Task requirements =>
Give back a single number: the count of lines in the data that contain the string "ErrorDevice".

━━ Exercise inputs

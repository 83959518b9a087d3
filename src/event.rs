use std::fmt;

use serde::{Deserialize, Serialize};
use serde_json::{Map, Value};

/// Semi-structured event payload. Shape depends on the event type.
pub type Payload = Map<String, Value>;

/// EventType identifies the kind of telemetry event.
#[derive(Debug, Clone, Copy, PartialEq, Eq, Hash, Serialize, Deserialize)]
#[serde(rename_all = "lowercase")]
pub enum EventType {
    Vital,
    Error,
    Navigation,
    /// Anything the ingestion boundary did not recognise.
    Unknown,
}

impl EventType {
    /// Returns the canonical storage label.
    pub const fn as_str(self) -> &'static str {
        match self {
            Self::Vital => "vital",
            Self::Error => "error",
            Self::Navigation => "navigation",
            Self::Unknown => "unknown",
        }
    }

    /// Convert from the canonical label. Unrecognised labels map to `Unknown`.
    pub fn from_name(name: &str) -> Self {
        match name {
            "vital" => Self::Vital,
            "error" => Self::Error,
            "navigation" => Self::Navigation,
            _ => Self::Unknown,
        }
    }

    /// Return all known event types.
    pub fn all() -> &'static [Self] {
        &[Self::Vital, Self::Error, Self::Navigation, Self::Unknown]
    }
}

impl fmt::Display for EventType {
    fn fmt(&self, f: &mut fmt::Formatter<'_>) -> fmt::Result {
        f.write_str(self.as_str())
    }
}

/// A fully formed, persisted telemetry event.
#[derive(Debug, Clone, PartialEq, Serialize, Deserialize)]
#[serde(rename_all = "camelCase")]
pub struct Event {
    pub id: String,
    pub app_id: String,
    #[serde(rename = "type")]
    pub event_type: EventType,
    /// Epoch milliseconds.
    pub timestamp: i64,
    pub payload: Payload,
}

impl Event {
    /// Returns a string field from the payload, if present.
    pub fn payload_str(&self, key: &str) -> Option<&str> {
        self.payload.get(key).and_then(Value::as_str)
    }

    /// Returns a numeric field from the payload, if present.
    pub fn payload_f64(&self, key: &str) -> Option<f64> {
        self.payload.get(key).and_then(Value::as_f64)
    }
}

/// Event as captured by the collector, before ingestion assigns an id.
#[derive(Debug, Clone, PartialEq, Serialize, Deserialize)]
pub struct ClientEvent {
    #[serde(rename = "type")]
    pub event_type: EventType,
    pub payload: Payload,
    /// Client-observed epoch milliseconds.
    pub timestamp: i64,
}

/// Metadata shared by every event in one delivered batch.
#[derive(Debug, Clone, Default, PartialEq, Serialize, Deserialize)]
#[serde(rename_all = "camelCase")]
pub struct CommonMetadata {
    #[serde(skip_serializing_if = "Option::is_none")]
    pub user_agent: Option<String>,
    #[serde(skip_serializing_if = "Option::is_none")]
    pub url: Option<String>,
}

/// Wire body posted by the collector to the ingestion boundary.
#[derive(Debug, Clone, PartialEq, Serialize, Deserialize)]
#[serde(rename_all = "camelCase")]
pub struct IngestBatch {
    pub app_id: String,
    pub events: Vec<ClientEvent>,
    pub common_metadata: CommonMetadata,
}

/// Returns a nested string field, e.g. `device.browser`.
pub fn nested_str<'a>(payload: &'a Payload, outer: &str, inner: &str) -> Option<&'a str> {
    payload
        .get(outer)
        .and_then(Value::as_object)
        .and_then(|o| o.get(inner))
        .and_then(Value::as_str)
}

━━━━
━━ Exercise inputs

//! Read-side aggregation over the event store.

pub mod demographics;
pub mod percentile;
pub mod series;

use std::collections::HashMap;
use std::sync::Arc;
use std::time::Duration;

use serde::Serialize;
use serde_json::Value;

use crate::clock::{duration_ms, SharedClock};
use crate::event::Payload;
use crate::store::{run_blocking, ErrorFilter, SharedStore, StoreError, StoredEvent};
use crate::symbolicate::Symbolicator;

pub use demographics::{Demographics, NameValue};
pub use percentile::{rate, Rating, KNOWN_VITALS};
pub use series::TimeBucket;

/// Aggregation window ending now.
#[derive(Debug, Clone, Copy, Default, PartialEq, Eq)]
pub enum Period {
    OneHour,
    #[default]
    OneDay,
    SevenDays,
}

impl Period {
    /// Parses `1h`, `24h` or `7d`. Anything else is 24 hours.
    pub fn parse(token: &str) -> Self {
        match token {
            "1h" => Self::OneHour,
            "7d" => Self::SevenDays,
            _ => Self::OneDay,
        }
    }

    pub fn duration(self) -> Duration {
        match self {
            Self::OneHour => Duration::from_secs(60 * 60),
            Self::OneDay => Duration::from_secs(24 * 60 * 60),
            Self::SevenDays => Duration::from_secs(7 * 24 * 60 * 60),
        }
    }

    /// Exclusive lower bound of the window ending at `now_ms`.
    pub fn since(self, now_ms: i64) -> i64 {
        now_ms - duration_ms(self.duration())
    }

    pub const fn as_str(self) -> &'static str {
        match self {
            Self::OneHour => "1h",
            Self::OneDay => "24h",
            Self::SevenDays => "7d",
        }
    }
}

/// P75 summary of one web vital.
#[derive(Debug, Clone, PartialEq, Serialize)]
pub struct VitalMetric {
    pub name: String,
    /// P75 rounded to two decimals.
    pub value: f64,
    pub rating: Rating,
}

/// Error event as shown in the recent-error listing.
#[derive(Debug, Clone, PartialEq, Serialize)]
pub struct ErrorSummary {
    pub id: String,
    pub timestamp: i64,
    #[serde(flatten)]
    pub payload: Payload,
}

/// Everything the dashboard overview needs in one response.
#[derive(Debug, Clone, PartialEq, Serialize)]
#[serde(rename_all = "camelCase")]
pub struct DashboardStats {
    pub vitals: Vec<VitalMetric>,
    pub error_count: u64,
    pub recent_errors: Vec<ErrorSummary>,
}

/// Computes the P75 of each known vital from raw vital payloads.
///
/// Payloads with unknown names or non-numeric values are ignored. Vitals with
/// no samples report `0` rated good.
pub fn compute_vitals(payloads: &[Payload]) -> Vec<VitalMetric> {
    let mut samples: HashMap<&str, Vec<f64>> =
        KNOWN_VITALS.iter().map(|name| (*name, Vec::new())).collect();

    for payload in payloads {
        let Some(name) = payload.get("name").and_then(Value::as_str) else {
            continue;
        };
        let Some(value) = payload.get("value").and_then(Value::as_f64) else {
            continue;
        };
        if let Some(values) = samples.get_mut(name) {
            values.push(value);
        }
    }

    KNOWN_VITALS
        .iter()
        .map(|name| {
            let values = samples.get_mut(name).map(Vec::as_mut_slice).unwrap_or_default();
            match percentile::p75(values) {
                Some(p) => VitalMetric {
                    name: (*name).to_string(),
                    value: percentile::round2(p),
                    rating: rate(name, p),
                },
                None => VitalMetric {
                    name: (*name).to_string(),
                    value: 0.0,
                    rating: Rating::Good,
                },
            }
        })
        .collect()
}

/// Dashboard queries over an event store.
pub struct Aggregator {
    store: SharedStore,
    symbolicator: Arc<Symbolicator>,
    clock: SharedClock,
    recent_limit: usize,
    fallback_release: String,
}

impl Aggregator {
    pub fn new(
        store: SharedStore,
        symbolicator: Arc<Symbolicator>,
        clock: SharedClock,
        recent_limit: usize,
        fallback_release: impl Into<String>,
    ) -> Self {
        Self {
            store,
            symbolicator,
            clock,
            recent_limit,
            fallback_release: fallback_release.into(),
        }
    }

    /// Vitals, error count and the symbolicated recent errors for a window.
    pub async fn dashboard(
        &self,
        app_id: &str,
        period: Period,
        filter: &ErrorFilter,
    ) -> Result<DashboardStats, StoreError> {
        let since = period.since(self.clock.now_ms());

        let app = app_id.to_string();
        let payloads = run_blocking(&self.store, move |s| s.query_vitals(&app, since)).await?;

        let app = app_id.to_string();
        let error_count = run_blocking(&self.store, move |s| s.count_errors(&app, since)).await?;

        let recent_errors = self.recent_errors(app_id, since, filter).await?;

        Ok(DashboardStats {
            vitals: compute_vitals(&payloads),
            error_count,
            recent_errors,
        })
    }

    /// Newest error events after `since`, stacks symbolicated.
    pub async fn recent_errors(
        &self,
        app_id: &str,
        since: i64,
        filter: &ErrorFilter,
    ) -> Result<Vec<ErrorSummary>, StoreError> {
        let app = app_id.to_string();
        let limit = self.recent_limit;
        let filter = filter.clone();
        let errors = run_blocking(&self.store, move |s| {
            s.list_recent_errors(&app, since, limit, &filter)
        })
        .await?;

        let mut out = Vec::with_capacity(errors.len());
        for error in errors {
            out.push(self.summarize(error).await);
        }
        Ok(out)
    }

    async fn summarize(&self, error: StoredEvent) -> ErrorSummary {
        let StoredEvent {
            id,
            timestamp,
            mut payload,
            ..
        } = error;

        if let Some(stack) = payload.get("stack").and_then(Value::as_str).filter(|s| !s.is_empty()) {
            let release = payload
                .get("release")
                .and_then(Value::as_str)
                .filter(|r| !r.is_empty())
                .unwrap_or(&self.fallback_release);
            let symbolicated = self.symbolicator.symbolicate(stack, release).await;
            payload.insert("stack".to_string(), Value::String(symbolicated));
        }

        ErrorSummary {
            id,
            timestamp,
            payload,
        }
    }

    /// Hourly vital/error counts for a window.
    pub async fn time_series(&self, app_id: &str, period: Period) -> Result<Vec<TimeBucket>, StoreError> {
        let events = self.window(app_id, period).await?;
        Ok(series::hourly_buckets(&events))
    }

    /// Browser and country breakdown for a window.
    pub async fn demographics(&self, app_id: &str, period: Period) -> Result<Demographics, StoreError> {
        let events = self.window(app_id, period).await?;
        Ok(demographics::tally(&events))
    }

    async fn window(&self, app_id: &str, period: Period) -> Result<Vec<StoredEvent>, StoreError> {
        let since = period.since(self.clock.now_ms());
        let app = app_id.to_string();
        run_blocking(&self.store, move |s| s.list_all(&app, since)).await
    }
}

━━━━
━━ Exercise inputs

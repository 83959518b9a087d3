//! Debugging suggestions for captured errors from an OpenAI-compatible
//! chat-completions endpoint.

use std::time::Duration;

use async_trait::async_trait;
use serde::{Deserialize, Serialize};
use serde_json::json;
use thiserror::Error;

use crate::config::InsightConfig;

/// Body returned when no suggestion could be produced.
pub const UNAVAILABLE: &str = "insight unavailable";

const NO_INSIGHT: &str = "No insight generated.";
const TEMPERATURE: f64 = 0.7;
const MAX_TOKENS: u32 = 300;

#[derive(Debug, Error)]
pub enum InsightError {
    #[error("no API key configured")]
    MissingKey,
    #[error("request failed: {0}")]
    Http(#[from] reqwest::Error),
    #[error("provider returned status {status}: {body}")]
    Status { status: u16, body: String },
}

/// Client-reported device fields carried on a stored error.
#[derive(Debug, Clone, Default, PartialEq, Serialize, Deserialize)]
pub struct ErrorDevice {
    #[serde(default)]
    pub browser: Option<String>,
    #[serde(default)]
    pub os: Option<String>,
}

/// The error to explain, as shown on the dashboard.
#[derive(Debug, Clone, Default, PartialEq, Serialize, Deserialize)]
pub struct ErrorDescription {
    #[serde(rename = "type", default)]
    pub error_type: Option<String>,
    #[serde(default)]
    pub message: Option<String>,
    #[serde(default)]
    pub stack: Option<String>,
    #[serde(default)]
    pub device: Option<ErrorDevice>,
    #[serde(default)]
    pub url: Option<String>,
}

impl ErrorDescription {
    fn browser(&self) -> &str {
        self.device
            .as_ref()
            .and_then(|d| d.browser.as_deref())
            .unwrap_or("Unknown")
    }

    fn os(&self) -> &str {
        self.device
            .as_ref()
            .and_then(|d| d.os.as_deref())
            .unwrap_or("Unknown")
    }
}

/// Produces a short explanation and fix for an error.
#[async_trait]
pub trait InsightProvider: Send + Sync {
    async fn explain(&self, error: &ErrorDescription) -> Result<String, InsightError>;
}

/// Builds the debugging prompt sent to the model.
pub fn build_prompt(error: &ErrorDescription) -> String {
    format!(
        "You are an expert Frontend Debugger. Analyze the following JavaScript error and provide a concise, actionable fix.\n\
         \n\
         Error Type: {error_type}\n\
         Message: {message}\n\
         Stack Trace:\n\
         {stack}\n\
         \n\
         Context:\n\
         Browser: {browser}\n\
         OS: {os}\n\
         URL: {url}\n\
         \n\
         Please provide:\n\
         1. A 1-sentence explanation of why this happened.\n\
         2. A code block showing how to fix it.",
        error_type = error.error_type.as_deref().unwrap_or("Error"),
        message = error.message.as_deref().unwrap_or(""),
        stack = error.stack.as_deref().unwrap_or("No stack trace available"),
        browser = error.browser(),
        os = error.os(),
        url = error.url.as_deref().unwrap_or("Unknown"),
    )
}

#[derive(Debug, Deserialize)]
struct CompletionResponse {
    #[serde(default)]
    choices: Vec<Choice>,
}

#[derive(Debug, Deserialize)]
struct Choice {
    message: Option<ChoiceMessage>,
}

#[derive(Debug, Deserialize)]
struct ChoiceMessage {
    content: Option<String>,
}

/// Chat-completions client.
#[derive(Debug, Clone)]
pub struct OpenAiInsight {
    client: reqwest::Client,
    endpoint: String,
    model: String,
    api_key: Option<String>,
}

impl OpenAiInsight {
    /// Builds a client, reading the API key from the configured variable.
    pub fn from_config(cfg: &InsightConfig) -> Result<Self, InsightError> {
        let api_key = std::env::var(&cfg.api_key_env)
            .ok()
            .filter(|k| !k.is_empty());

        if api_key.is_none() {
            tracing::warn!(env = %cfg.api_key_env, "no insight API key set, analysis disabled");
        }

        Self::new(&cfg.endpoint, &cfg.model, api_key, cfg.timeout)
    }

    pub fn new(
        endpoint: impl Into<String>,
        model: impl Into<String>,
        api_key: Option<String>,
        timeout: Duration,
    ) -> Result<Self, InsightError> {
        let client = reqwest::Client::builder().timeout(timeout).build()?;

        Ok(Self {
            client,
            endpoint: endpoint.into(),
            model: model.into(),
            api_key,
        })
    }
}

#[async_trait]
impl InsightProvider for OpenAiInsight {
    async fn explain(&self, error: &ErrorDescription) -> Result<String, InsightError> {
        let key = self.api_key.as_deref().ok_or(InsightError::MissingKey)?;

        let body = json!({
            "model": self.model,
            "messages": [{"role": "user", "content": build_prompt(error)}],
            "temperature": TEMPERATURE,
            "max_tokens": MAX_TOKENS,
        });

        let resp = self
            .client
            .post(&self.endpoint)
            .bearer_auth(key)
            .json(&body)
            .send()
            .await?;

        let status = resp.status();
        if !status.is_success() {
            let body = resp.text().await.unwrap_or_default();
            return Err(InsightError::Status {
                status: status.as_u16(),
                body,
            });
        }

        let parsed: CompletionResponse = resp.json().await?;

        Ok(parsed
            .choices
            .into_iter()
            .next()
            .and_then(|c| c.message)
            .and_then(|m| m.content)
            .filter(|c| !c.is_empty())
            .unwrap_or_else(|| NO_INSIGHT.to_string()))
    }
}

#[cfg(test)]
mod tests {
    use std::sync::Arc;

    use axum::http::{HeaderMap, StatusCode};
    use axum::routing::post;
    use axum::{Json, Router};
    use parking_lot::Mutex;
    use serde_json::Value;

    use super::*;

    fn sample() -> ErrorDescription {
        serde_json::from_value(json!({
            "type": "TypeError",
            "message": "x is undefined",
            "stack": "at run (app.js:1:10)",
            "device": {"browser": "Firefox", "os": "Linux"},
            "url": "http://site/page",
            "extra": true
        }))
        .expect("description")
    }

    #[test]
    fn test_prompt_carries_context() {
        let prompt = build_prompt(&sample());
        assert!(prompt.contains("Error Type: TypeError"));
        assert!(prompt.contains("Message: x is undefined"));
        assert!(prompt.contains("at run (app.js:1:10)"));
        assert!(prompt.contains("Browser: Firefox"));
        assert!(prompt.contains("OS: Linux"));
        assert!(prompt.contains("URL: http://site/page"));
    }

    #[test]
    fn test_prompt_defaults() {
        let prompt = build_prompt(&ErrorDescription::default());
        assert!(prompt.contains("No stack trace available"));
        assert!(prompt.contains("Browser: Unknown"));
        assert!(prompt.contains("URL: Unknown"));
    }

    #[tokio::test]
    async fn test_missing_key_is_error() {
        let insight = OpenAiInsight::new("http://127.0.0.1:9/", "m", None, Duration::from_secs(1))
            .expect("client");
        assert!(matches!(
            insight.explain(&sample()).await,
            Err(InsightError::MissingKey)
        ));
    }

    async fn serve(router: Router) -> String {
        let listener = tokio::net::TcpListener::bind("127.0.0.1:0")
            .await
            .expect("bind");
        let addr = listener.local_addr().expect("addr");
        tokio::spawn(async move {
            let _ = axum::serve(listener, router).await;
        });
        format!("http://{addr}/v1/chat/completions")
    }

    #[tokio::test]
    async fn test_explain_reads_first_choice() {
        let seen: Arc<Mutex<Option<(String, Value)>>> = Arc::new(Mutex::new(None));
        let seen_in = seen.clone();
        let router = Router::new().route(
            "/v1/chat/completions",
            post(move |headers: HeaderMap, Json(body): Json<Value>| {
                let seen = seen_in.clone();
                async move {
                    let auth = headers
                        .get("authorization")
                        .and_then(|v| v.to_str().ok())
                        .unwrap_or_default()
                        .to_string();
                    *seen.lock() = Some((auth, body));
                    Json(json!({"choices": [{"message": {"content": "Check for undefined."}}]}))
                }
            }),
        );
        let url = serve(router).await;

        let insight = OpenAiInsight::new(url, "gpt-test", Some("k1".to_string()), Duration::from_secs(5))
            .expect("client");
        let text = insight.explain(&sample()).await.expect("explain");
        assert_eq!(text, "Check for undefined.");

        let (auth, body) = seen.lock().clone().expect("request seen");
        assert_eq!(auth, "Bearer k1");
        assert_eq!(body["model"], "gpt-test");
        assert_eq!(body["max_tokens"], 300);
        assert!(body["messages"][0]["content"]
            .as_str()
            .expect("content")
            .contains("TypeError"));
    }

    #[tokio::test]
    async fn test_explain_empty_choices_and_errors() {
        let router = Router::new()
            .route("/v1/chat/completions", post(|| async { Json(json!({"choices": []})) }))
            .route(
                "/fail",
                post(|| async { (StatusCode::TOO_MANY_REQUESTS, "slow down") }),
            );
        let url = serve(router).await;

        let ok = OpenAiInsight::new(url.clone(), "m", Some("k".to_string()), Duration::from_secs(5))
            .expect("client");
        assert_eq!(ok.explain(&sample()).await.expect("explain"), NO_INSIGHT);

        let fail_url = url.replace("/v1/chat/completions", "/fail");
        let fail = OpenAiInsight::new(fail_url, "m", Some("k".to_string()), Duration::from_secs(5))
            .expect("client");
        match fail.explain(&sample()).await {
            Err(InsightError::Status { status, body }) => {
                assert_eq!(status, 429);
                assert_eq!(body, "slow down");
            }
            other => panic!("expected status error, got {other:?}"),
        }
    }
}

━━━━

Exercise solution =>
2